Right now we have billions being spent on innefectual or worse solutions, because the responses are based on 20 year-old understanding of climate sensitivity, which has proven to be incorrect by several orders of magnitude.

If Illinois does turn into Texas, what you absolutely dont want is having sent the previous fifty years wasting your productive capacity on worthless solutions.


Among my conservative friends, quite a few say "well, it's happening, but we don't know humans are causing it." So they are already there. "Adaptation, not mitigation" is one of their sayings, and it gets the environmentalists really mad.

FWIW, I agree with you that the cause matters less than the effects.


I know its widespread, but I find it irksome that climate change denial has become associated with conservatism. I want to avoid climate change because I'm worried about the ramifications of that change on our society and am worried that failure to mitigate or prepare for climate change could topple the U.S. from its position at the top of the global hierarchy. Changing climate and depletion of water resources in the heartland could make us tremendously vulnerable by making us dependent on other countries for food. Allowing a country like China or India to be the first to develop reliable, cheap, renewable energy would be a total game changer that could leave us as an also-ran country or vassal state. There's a mile long list of conservative reasons to be afraid of and want to address climate change and its potential impacts. To me its a no brainer to spend substantial, but predictable, resources to address what is potentially an existential risk.


The US overproduces food right now. Climate change could change that, but offsetting any production reduction in the heartland would be that northern states become more amenable to more crops. And Canada, too: they aren't going to be a dicks about trucking food over the border.

> Allowing a country like China or India to be the first to develop reliable, cheap, renewable energy would be a total game changer that could leave us as an also-ran country or vassal state.
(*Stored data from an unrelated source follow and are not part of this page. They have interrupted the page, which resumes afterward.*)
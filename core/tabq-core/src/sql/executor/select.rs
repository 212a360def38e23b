//! SELECT pipeline
//!
//! 고정된 절 순서로 뷰를 변환합니다:
//!
//! ```text
//! WITH → FROM (join) → WHERE → GROUP BY → HAVING → analytic → SELECT → DISTINCT
//!      → set operation → ORDER BY → OFFSET → LIMIT → fix
//! ```
//!
//! 서브쿼리는 `create_scope()`로 만든 스코프에서 같은 파이프라인을 재귀적으로 실행합니다.

use crate::error::{QueryError, QueryResult};
use crate::sql::ast::visit::collect_analytic;
use crate::sql::ast::{
    AnalyticCall, InlineTable, JoinConstraint, JoinKind, OrderItem, QueryBody, SelectEntity, SelectQuery, TableExpr,
};
use crate::sql::filter::Filter;
use crate::sql::functions::contains_aggregate;
use crate::view::View;
use std::sync::Arc;

/// Run a query in the scope of `filter` and return the fixed result view.
pub fn run_query(query: &SelectQuery, filter: &Filter<'_>) -> QueryResult<View> {
    let scope = inline_tables(&query.with, filter)?;

    let mut view = match &query.body {
        QueryBody::Entity(entity) => run_entity(entity, &query.order_by, &scope)?,
        body => run_body(body, &scope)?,
    };
    if !query.order_by.is_empty() {
        view = view.order_by(&query.order_by, &scope)?;
    }
    if let Some(offset) = &query.offset {
        view = view.offset(offset, &scope)?;
    }
    if let Some(limit) = &query.limit {
        view = view.limit(limit, &query.order_by, &scope)?;
    }

    let view = view.fix();
    tracing::debug!(target: "tabq::select", depth = filter.depth(), records = view.len(), "query finished");
    Ok(view)
}

/// Evaluate the WITH clause; each inline table sees the ones declared before it.
fn inline_tables<'a>(tables: &[InlineTable], filter: &Filter<'a>) -> QueryResult<Filter<'a>> {
    let mut scope = filter.clone();
    for table in tables {
        let mut view = run_query(&table.query, &scope)?;
        if !table.columns.is_empty() {
            if table.columns.len() != view.field_count() {
                return Err(QueryError::FieldLengthNotMatch {
                    expected: view.field_count(),
                    actual: table.columns.len(),
                });
            }
            for (i, name) in table.columns.iter().enumerate() {
                view.header.rename_field(i, name);
            }
        }
        view.header.update_qualifier(&table.name);
        scope = scope.with_inline_tables(vec![(table.name.clone(), view)]);
    }
    Ok(scope)
}

/// Set operation operands are fixed before they are combined.
fn run_body(body: &QueryBody, filter: &Filter<'_>) -> QueryResult<View> {
    match body {
        QueryBody::Entity(entity) => Ok(run_entity(entity, &[], filter)?.fix()),
        QueryBody::SetOperation { left, op, all, right } => {
            let left = run_body(left, filter)?;
            let right = run_body(right, filter)?;
            left.combine(*op, *all, &right)
        }
    }
}

fn run_entity(entity: &SelectEntity, order_by: &[OrderItem], filter: &Filter<'_>) -> QueryResult<View> {
    let functions = &filter.context().functions;
    let clause_exprs = entity
        .fields
        .iter()
        .map(|f| &f.expr)
        .chain(entity.having.iter())
        .chain(order_by.iter().map(|o| &o.expr));
    for expr in clause_exprs.clone() {
        functions.bind_expr(expr)?;
    }

    let mut view = from_clause(&entity.from, filter)?;

    if let Some(condition) = &entity.where_clause {
        functions.bind_expr(condition)?;
        view = view.where_clause(condition, filter)?;
    }

    if !entity.group_by.is_empty() {
        for key in &entity.group_by {
            functions.bind_expr(key)?;
        }
        view = view.group_by(&entity.group_by, filter)?;
    } else if entity.having.is_some() || clause_exprs.clone().any(contains_aggregate) {
        view = view.group_all();
    }

    if let Some(condition) = &entity.having {
        view = view.having(condition, filter)?;
    }

    let mut calls: Vec<&AnalyticCall> = Vec::new();
    for expr in entity.fields.iter().map(|f| &f.expr).chain(order_by.iter().map(|o| &o.expr)) {
        collect_analytic(expr, &mut calls);
    }
    if !calls.is_empty() {
        view = view.analyze(&calls, filter)?;
    }

    view = view.select(&entity.fields, filter)?;
    if entity.distinct {
        view = view.distinct();
    }
    Ok(view)
}

/// FROM: comma separated entries are cross joined; no entry is a one-record view.
fn from_clause(tables: &[TableExpr], filter: &Filter<'_>) -> QueryResult<View> {
    let mut entries = tables.iter();
    let Some(first) = entries.next() else {
        return Ok(View::dual());
    };
    let mut view = table_view(first, filter)?;
    for table in entries {
        let right = table_view(table, filter)?;
        view = view.join(&right, JoinKind::Cross, &JoinConstraint::None, filter)?;
    }
    Ok(view)
}

fn table_view(table: &TableExpr, filter: &Filter<'_>) -> QueryResult<View> {
    match table {
        TableExpr::Table { name, alias } => {
            let mut view = match filter.inline_table(name) {
                Some(view) => Arc::unwrap_or_clone(view),
                None => {
                    let ctx = filter.context();
                    Arc::unwrap_or_clone(ctx.catalog.snapshot(name, ctx.config.wait_timeout)?)
                }
            };
            if let Some(alias) = alias {
                view.header.update_qualifier(alias);
            }
            tracing::debug!(target: "tabq::select", table = %name, records = view.len(), "table loaded");
            Ok(view)
        }
        TableExpr::Subquery { query, alias } => {
            let mut view = run_query(query, &filter.create_scope())?;
            view.header.update_qualifier(alias);
            Ok(view)
        }
        TableExpr::Join(join) => {
            let left = table_view(&join.left, filter)?;
            let right = table_view(&join.right, filter)?;
            left.join(&right, join.kind, &join.constraint, filter)
        }
    }
}

#[cfg(test)]
mod tests {
    use super::run_query;
    use crate::catalog::Catalog;
    use crate::config::ExecutionConfig;
    use crate::engine::ParallelExecutionEngine;
    use crate::error::QueryError;
    use crate::sql::ast::*;
    use crate::sql::executor::ParallelQueryExecutor;
    use crate::sql::filter::{Filter, QueryContext, Variables};
    use crate::sql::functions::FunctionRegistry;
    use crate::value::Value;
    use std::sync::Arc;

    fn context() -> QueryContext {
        let catalog = Catalog::new();
        catalog
            .register(
                "emp",
                &["id", "dept", "salary"],
                vec![
                    vec![Value::from(1), Value::from("a"), Value::from(100)],
                    vec![Value::from(2), Value::from("b"), Value::from(200)],
                    vec![Value::from(3), Value::from("a"), Value::from(300)],
                    vec![Value::from(4), Value::from("c"), Value::Null],
                ],
            )
            .unwrap();
        catalog
            .register(
                "dept",
                &["dept", "name"],
                vec![
                    vec![Value::from("a"), Value::from("Sales")],
                    vec![Value::from("b"), Value::from("Ops")],
                ],
            )
            .unwrap();
        let engine = ParallelExecutionEngine::new_fixed(2).unwrap();
        QueryContext::new(
            ExecutionConfig::default(),
            Arc::new(catalog),
            Arc::new(FunctionRegistry::new()),
            ParallelQueryExecutor::from_engine(&engine).with_min_rows(1),
        )
    }

    fn run(query: &SelectQuery) -> Result<Vec<Vec<Value>>, QueryError> {
        let ctx = context();
        let vars = Variables::new();
        run_query(query, &Filter::new(&ctx, &vars)).map(|v| v.to_rows())
    }

    #[test]
    fn group_having_order() {
        let query = SelectEntity::new()
            .field(col("dept"))
            .field(func("sum", vec![col("salary")]).alias("total"))
            .from_table("emp")
            .group_by(vec![col("dept")])
            .having(count_all().gt(lit(0)))
            .into_query()
            .order_by(vec![OrderItem::desc(col("total"))]);
        assert_eq!(
            run(&query).unwrap(),
            vec![
                vec![Value::from("a"), Value::from(400)],
                vec![Value::from("b"), Value::from(200)],
                vec![Value::from("c"), Value::Null],
            ]
        );
    }

    #[test]
    fn aggregate_without_group_by_groups_everything() {
        let query = SelectEntity::new()
            .field(count_all())
            .field(func("max", vec![col("salary")]))
            .from_table("emp")
            .into_query();
        assert_eq!(run(&query).unwrap(), vec![vec![Value::from(4), Value::from(300)]]);
    }

    #[test]
    fn correlated_subquery_and_join_alias() {
        let outer = SelectEntity::new()
            .field(qcol("e", "id"))
            .field(qcol("d", "name"))
            .from(TableExpr::aliased("emp", "e").join(
                JoinKind::Inner,
                TableExpr::aliased("dept", "d"),
                JoinConstraint::On(qcol("e", "dept").equal(qcol("d", "dept"))),
            ))
            .filter(exists(
                SelectEntity::new()
                    .field(lit(1))
                    .from_table("emp")
                    .filter(col("salary").gt(qcol("e", "salary")))
                    .into_query(),
            ))
            .into_query();
        assert_eq!(
            run(&outer).unwrap(),
            vec![
                vec![Value::from(1), Value::from("Sales")],
                vec![Value::from(2), Value::from("Ops")],
            ]
        );
    }

    #[test]
    fn inline_tables_and_set_operations() {
        let body = QueryBody::from(SelectEntity::new().field(col("x")).from_table("w")).combine(
            SetOperator::Union,
            false,
            SelectEntity::new().field(lit(1)).into(),
        );
        let query = SelectQuery::new(body)
        .with_table(
            "w",
            &["x"],
            SelectEntity::new().field(col("id")).from_table("emp").filter(col("id").lt(lit(3))).into_query(),
        )
        .order_by(vec![OrderItem::desc(col("x"))]);
        assert_eq!(run(&query).unwrap(), vec![vec![Value::from(2)], vec![Value::from(1)]]);
    }

    #[test]
    fn missing_table_and_ambiguous_column() {
        let missing = SelectEntity::new().field(wildcard()).from_table("nope").into_query();
        assert_eq!(run(&missing).unwrap_err(), QueryError::TableNotFound("nope".to_string()));

        let ambiguous = SelectEntity::new()
            .field(col("dept"))
            .from_table("emp")
            .from_table("dept")
            .into_query();
        assert_eq!(run(&ambiguous).unwrap_err(), QueryError::FieldAmbiguous("dept".to_string()));
    }
}
//! # tabq: in-memory relational execution core
//!
//! tabq는 CSV/TSV/JSON/고정폭 파일을 데이터베이스 테이블처럼 다루는 SQL 실행 코어입니다.
//! 파일 리더가 넘겨준 헤더와 디코딩된 행을 [`Catalog`]에 등록하고, 외부 파서가 만든
//! 구문 트리([`sql::ast`])를 [`Executor`]로 실행하면 다시 질의할 수 있는 [`View`]가 나옵니다.
//!
//! ## 빠른 시작
//!
//! ```rust
//! use std::sync::Arc;
//! use tabq_core::sql::ast::{OrderItem, SelectEntity, col, count_all};
//! use tabq_core::{Catalog, Executor, Value};
//!
//! # fn main() -> tabq_core::QueryResult<()> {
//! let catalog = Arc::new(Catalog::new());
//! catalog.register(
//!     "sales",
//!     &["region", "amount"],
//!     vec![
//!         vec![Value::from("east"), Value::from("10")],
//!         vec![Value::from("west"), Value::from("20")],
//!         vec![Value::from("east"), Value::from("5")],
//!     ],
//! )?;
//!
//! let executor = Executor::new(catalog)?;
//! let query = SelectEntity::new()
//!     .field(col("region"))
//!     .field(count_all().alias("n"))
//!     .from_table("sales")
//!     .group_by(vec![col("region")])
//!     .into_query()
//!     .order_by(vec![OrderItem::desc(col("n"))]);
//!
//! let view = executor.query(&query)?;
//! assert_eq!(view.column_names(), vec!["region", "n"]);
//! assert_eq!(view.to_rows()[0], vec![Value::from("east"), Value::from(2)]);
//! # Ok(())
//! # }
//! ```
//!
//! ## 실행 파이프라인
//!
//! ```text
//! Statement → bind functions → WITH → FROM/JOIN → WHERE → GROUP BY → HAVING
//!           → analytic → SELECT → DISTINCT → set op → ORDER BY → OFFSET/LIMIT → View
//! ```
//!
//! 레코드 단위 평가(WHERE, SELECT, 정렬 키, 조인 조건, 분석 함수 인자)는
//! 공유 rayon 풀에서 연속 청크로 병렬 수행되며 결과 순서는 순차 실행과 같습니다.
//!
//! ## 모듈 구조
//!
//! - [`value`] - 스칼라 값, 변환, 삼치 논리
//! - [`view`] - Header / Record / View 와 변환 연산
//! - [`sql`] - 구문 트리, 평가기, 함수, 실행기
//! - [`catalog`] - 등록된 원본 테이블
//! - [`engine`] - 병렬 실행 엔진
//! - [`config`] - 실행 설정

pub mod catalog;
pub mod config;
pub mod engine;
pub mod error;
pub mod sql;
pub mod value;
pub mod view;

// Logging utilities
pub mod logging;

// Re-export commonly used types
pub use catalog::Catalog;
pub use config::ExecutionConfig;
pub use error::{QueryError, QueryResult};
pub use sql::executor::{Executor, StatementResult};
pub use value::{Ternary, Value};
pub use view::{FieldNameMatch, Header, HeaderField, Record, View};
I don't see how this happens, unless a bunch of other things also happen to go wrong at the same time. China would have to start respecting other countries' IP rights for real, and patents would only keep things locked up for so long. And it's not like China or India would have a monopoly on understanding and improving whatever that new technology is.

Anything serious enough to raise the specter of "vassal state" and the US would just ignore IP rights pretty much the same way China ignores foreigners' IP rights out of self-interest.

I still see climate change as possibly causing billions or trillions dollars of economic harm, so it's worth addressing.


We already have a highly efficient food production industry in the U.S.? It's market-driven too. Yes the Oglala is running out of water, but we knew that was a one shot deal. There may be a rough patch but if climate change is man made, I think I will self correct when we start to run low on fossil fuels.